#### How to complete this task
Whenever the string "Unlocked" turns up in a line of the data below, copy that line.

#### Study material
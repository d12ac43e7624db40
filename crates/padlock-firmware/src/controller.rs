//! Access decision and re-close policy.
//!
//! The [`AccessController`] owns every stateful component of the device: the
//! key store, the actuator, the status lights and the status publisher. All
//! of its methods run on the tick loop, one at a time.
//!
//! # States
//!
//! - `Idle`: bolt closed or being closed, waiting for a candidate key
//! - `Unlocked`: bolt opened, waiting to re-close
//!
//! # Re-close Policy
//!
//! While `Unlocked`, each tick applies the first rule that matches:
//!
//! 1. The bolt sensor changed to engaged: back to `Idle`, no drive pulse.
//! 2. An auto-close countdown is running: count down, close when it reaches 0.
//! 3. Otherwise: count grace ticks, close after `reclose_grace_ticks`.
//!
//! The countdown is armed when access is granted with auto-close enabled.
//!
//! ```text
//! Idle ──(key match)──▶ Unlocked ──(engaged edge | countdown | grace)──▶ Idle
//!                         ▲   │
//!                         └───┘ (key match re-arms)
//! ```

use crate::{
    config::TimingConfig,
    error::Result,
    publisher::{StatusPublisher, StatusTransport},
};
use padlock_core::{
    AccessKey, BoltSensorState, DeviceStatus, Indicator, InputSample,
    constants::BATTERY_CHARGED_THRESHOLD, scale_battery,
};
use padlock_hardware::{DriveLines, IndicatorPins, LockActuator, SensorInputs, StatusIndicator};
use padlock_protocol::{Command, UnlockGate};
use padlock_storage::{KeyStore, RecordStore};
use serde::{Deserialize, Serialize};
use std::collections::VecDeque;
use std::fmt;
use tracing::{debug, info, warn};

/// Maximum number of state transitions kept for inspection.
const MAX_HISTORY_SIZE: usize = 32;

/// Controller state.
#[derive(Debug, Clone, Copy, Default, PartialEq, Eq, Hash, Serialize, Deserialize)]
#[serde(rename_all = "snake_case")]
pub enum ControllerState {
    #[default]
    Idle,
    Unlocked,
}

impl fmt::Display for ControllerState {
    fn fmt(&self, f: &mut fmt::Formatter<'_>) -> fmt::Result {
        match self {
            ControllerState::Idle => write!(f, "Idle"),
            ControllerState::Unlocked => write!(f, "Unlocked"),
        }
    }
}

/// Where a candidate key came from.
#[derive(Debug, Clone, Copy, PartialEq, Eq, Hash, Serialize, Deserialize)]
#[serde(rename_all = "snake_case")]
pub enum AttemptSource {
    Keypad,
    Wireless,
}

impl fmt::Display for AttemptSource {
    fn fmt(&self, f: &mut fmt::Formatter<'_>) -> fmt::Result {
        match self {
            AttemptSource::Keypad => write!(f, "keypad"),
            AttemptSource::Wireless => write!(f, "wireless"),
        }
    }
}

/// Result of one unlock attempt.
#[derive(Debug, Clone, Copy, PartialEq, Eq)]
pub enum AttemptOutcome {
    /// Key matched and the opening pulse started.
    Granted,
    /// Key did not match.
    Denied,
    /// Key matched but the drive lines could not be written.
    Faulted,
}

/// What a wireless command did.
#[derive(Debug, Clone, Copy, PartialEq, Eq)]
pub enum CommandOutcome {
    Attempt(AttemptOutcome),
    /// Conditional unlock while auto-close is disabled.
    Ignored,
    KeyUpdated,
    AutoCloseUpdated(bool),
}

/// Why the controller changed state.
#[derive(Debug, Clone, Copy, PartialEq, Eq, Hash, Serialize, Deserialize)]
#[serde(rename_all = "snake_case")]
pub enum TransitionCause {
    Granted(AttemptSource),
    BoltEngaged,
    AutoCloseElapsed,
    GraceElapsed,
}

impl fmt::Display for TransitionCause {
    fn fmt(&self, f: &mut fmt::Formatter<'_>) -> fmt::Result {
        match self {
            TransitionCause::Granted(source) => write!(f, "access granted via {}", source),
            TransitionCause::BoltEngaged => write!(f, "bolt engaged"),
            TransitionCause::AutoCloseElapsed => write!(f, "auto-close elapsed"),
            TransitionCause::GraceElapsed => write!(f, "re-close grace elapsed"),
        }
    }
}

/// Record of a state transition.
#[derive(Debug, Clone, Copy, PartialEq, Eq, Serialize, Deserialize)]
pub struct StateTransition {
    pub from: ControllerState,
    pub to: ControllerState,
    pub cause: TransitionCause,
    /// Tick count at which the transition happened.
    pub tick: u64,
}

/// Decides access and runs the re-close policy.
///
/// # Examples
///
/// ```
/// use padlock_core::AccessKey;
/// use padlock_firmware::{
///     AccessController, AttemptOutcome, AttemptSource, ControllerState, MockTransport,
///     NotifyGate, StatusPublisher, TimingConfig,
/// };
/// use padlock_hardware::{LockActuator, StatusIndicator, mock::MockBoard};
/// use padlock_storage::{KeyStore, MemoryRecordStore};
///
/// # async fn example() -> padlock_firmware::Result<()> {
/// let (board, handle) = MockBoard::new();
/// let (transport, _sent) = MockTransport::new();
/// let timing = TimingConfig::default();
///
/// let mut controller = AccessController::new(
///     KeyStore::open(MemoryRecordStore::new()).await?,
///     LockActuator::new(board.clone(), board.clone(), timing.drive_pulse_ticks),
///     StatusIndicator::new(board),
///     StatusPublisher::new(transport, NotifyGate::new()),
///     timing,
/// );
///
/// let outcome = controller.submit_candidate(&AccessKey::default(), AttemptSource::Keypad);
/// assert_eq!(outcome, AttemptOutcome::Granted);
/// assert_eq!(controller.state(), ControllerState::Unlocked);
/// assert_eq!(handle.open_count(), 1);
/// # Ok(())
/// # }
/// ```
#[derive(Debug)]
pub struct AccessController<R, D, S, L, T> {
    store: KeyStore<R>,
    actuator: LockActuator<D, S>,
    indicator: StatusIndicator<L>,
    publisher: StatusPublisher<T>,
    timing: TimingConfig,
    state: ControllerState,
    countdown: u32,
    grace: u32,
    inputs: InputSample,
    battery_raw: u16,
    last_bolt: Option<BoltSensorState>,
    ticks: u64,
    history: VecDeque<StateTransition>,
}

impl<R, D, S, L, T> AccessController<R, D, S, L, T>
where
    R: RecordStore,
    D: DriveLines,
    S: SensorInputs,
    L: IndicatorPins,
    T: StatusTransport,
{
    pub fn new(
        store: KeyStore<R>,
        actuator: LockActuator<D, S>,
        indicator: StatusIndicator<L>,
        publisher: StatusPublisher<T>,
        timing: TimingConfig,
    ) -> Self {
        Self {
            store,
            actuator,
            indicator,
            publisher,
            timing,
            state: ControllerState::Idle,
            countdown: 0,
            grace: 0,
            inputs: InputSample::default(),
            battery_raw: 0,
            last_bolt: None,
            ticks: 0,
            history: VecDeque::with_capacity(MAX_HISTORY_SIZE),
        }
    }

    /// Compare a candidate key against the stored key and act on the result.
    ///
    /// A match starts the opening pulse, lights the success indicator for the
    /// pulse and enters `Unlocked`, re-arming the re-close timers if already
    /// there. A mismatch flashes the failure indicator.
    pub fn submit_candidate(&mut self, candidate: &AccessKey, source: AttemptSource) -> AttemptOutcome {
        // AccessKey equality is constant time.
        if *candidate != self.store.get_key() {
            info!("Access denied ({})", source);
            self.flash(Indicator::Failure);
            return AttemptOutcome::Denied;
        }

        if let Err(e) = self.actuator.open() {
            warn!("Failed to drive bolt open: {}", e);
            self.flash(Indicator::Failure);
            return AttemptOutcome::Faulted;
        }

        if let Err(e) = self
            .indicator
            .flash(Indicator::Success, self.timing.drive_pulse_ticks)
        {
            warn!("Failed to light success indicator: {}", e);
        }

        self.countdown = if self.store.get_auto_close() {
            self.timing.auto_close_ticks
        } else {
            0
        };
        self.grace = 0;

        info!("Access granted ({})", source);
        self.transition(ControllerState::Unlocked, TransitionCause::Granted(source));
        AttemptOutcome::Granted
    }

    /// Apply one decoded wireless command.
    ///
    /// # Errors
    ///
    /// Returns the storage error of a rejected SetKey or SetAutoClose.
    pub async fn handle_command(&mut self, command: Command) -> Result<CommandOutcome> {
        match command {
            Command::AttemptUnlock { key, gate } => {
                if gate == UnlockGate::AutoCloseEnabled && !self.store.get_auto_close() {
                    debug!("Conditional unlock ignored while auto-close is disabled");
                    return Ok(CommandOutcome::Ignored);
                }
                Ok(CommandOutcome::Attempt(
                    self.submit_candidate(&key, AttemptSource::Wireless),
                ))
            }
            Command::SetKey(key) => {
                self.apply_set_key(key).await?;
                Ok(CommandOutcome::KeyUpdated)
            }
            Command::SetAutoClose(enabled) => {
                self.apply_set_auto_close(enabled).await?;
                Ok(CommandOutcome::AutoCloseUpdated(enabled))
            }
        }
    }

    /// Persist a new access key.
    ///
    /// Flashes the activity indicator on success and the failure indicator
    /// when the store rejects the write; the previous key stays in effect.
    ///
    /// # Errors
    ///
    /// Returns the storage error.
    pub async fn apply_set_key(&mut self, key: AccessKey) -> Result<()> {
        match self.store.set_key(key).await {
            Ok(()) => {
                self.flash(Indicator::Activity);
                Ok(())
            }
            Err(e) => {
                warn!("Key update rejected: {}", e);
                self.flash(Indicator::Failure);
                Err(e.into())
            }
        }
    }

    /// Persist the auto-close flag.
    ///
    /// Takes effect at the next grant; a running countdown is left alone.
    ///
    /// # Errors
    ///
    /// Returns the storage error.
    pub async fn apply_set_auto_close(&mut self, enabled: bool) -> Result<()> {
        if let Err(e) = self.store.set_auto_close(enabled).await {
            warn!("Auto-close update rejected: {}", e);
            self.flash(Indicator::Failure);
            return Err(e.into());
        }
        Ok(())
    }

    /// Flash the activity indicator for a keypad press.
    pub fn note_keypad_activity(&mut self) {
        self.flash(Indicator::Activity);
    }

    /// Advance every timer by one tick and publish the resulting status.
    ///
    /// Hardware and transport faults are logged and never stop the tick. A
    /// failed input read keeps the last good sample.
    pub async fn tick(&mut self) {
        self.ticks += 1;

        if let Err(e) = self.actuator.tick() {
            warn!("Failed to release drive lines: {}", e);
        }
        if let Err(e) = self.indicator.tick() {
            warn!("Failed to update indicators: {}", e);
        }

        self.sample_inputs();

        let bolt = self.inputs.bolt();
        let engaged_edge =
            bolt.is_engaged() && self.last_bolt.is_some_and(|last| !last.is_engaged());
        self.last_bolt = Some(bolt);

        if self.state == ControllerState::Unlocked {
            self.advance_reclose(engaged_edge);
        }

        let battery = scale_battery(self.battery_raw);
        self.update_power_light(battery);

        let status = DeviceStatus::compose(self.inputs, battery);
        if let Err(e) = self.publisher.update(status).await {
            warn!("Status notification failed: {}", e);
        }
    }

    pub fn state(&self) -> ControllerState {
        self.state
    }

    /// Status value a peer read returns.
    pub fn status(&self) -> DeviceStatus {
        self.publisher.latest()
    }

    /// Ticks left before auto-close, 0 when no countdown is armed.
    pub fn countdown(&self) -> u32 {
        self.countdown
    }

    pub fn ticks(&self) -> u64 {
        self.ticks
    }

    /// Most recent transitions, oldest first.
    pub fn history(&self) -> impl Iterator<Item = &StateTransition> {
        self.history.iter()
    }

    pub fn store(&self) -> &KeyStore<R> {
        &self.store
    }

    pub fn actuator(&self) -> &LockActuator<D, S> {
        &self.actuator
    }

    pub fn indicator(&self) -> &StatusIndicator<L> {
        &self.indicator
    }

    pub fn publisher(&self) -> &StatusPublisher<T> {
        &self.publisher
    }

    fn sample_inputs(&mut self) {
        match self.actuator.sample_inputs() {
            Ok(sample) => self.inputs = sample,
            Err(e) => warn!("Input sample failed, keeping last: {}", e),
        }
        match self.actuator.battery_raw() {
            Ok(raw) => self.battery_raw = raw,
            Err(e) => warn!("Battery sample failed, keeping last: {}", e),
        }
    }

    fn advance_reclose(&mut self, engaged_edge: bool) {
        if engaged_edge {
            self.countdown = 0;
            self.transition(ControllerState::Idle, TransitionCause::BoltEngaged);
            return;
        }

        let due = if self.countdown > 0 {
            self.countdown -= 1;
            (self.countdown == 0).then_some(TransitionCause::AutoCloseElapsed)
        } else {
            self.grace = self.grace.saturating_add(1);
            (self.grace >= self.timing.reclose_grace_ticks).then_some(TransitionCause::GraceElapsed)
        };

        let Some(cause) = due else {
            return;
        };

        // The opening pulse always runs to completion; close once it ends.
        if self.actuator.is_driving() {
            self.countdown = 0;
            self.grace = self.timing.reclose_grace_ticks;
            return;
        }

        match self.actuator.close() {
            Ok(()) => self.transition(ControllerState::Idle, cause),
            Err(e) => {
                warn!("Failed to drive bolt closed: {}", e);
                // Retry on the next tick.
                self.countdown = 0;
                self.grace = self.timing.reclose_grace_ticks;
            }
        }
    }

    fn update_power_light(&mut self, battery: u16) {
        let on = if !self.inputs.external_power() {
            false
        } else if battery > BATTERY_CHARGED_THRESHOLD {
            let half_period = u64::from(self.timing.power_blink_ticks.max(1));
            (self.ticks / half_period) % 2 == 0
        } else {
            true
        };

        if self.indicator.is_lit(Indicator::Power) != on {
            if let Err(e) = self.indicator.set(Indicator::Power, on) {
                warn!("Failed to update power indicator: {}", e);
            }
        }
    }

    fn flash(&mut self, indicator: Indicator) {
        if let Err(e) = self
            .indicator
            .flash(indicator, self.timing.indicator_flash_ticks)
        {
            warn!("Failed to flash {} indicator: {}", indicator, e);
        }
    }

    fn transition(&mut self, to: ControllerState, cause: TransitionCause) {
        let from = self.state;
        self.state = to;
        if from == to {
            return;
        }

        debug!("State transition: {} -> {} ({})", from, to, cause);
        if self.history.len() == MAX_HISTORY_SIZE {
            self.history.pop_front();
        }
        self.history.push_back(StateTransition {
            from,
            to,
            cause,
            tick: self.ticks,
        });
    }
}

#### Response
//! - `Unlocked`: bolt opened, waiting to re-close
//! While `Unlocked`, each tick applies the first rule that matches:
//! Idle ──(key match)──▶ Unlocked ──(engaged edge | countdown | grace)──▶ Idle
    Unlocked,
            ControllerState::Unlocked => write!(f, "Unlocked"),
/// assert_eq!(controller.state(), ControllerState::Unlocked);
    /// pulse and enters `Unlocked`, re-arming the re-close timers if already
        self.transition(ControllerState::Unlocked, TransitionCause::Granted(source));
        if self.state == ControllerState::Unlocked {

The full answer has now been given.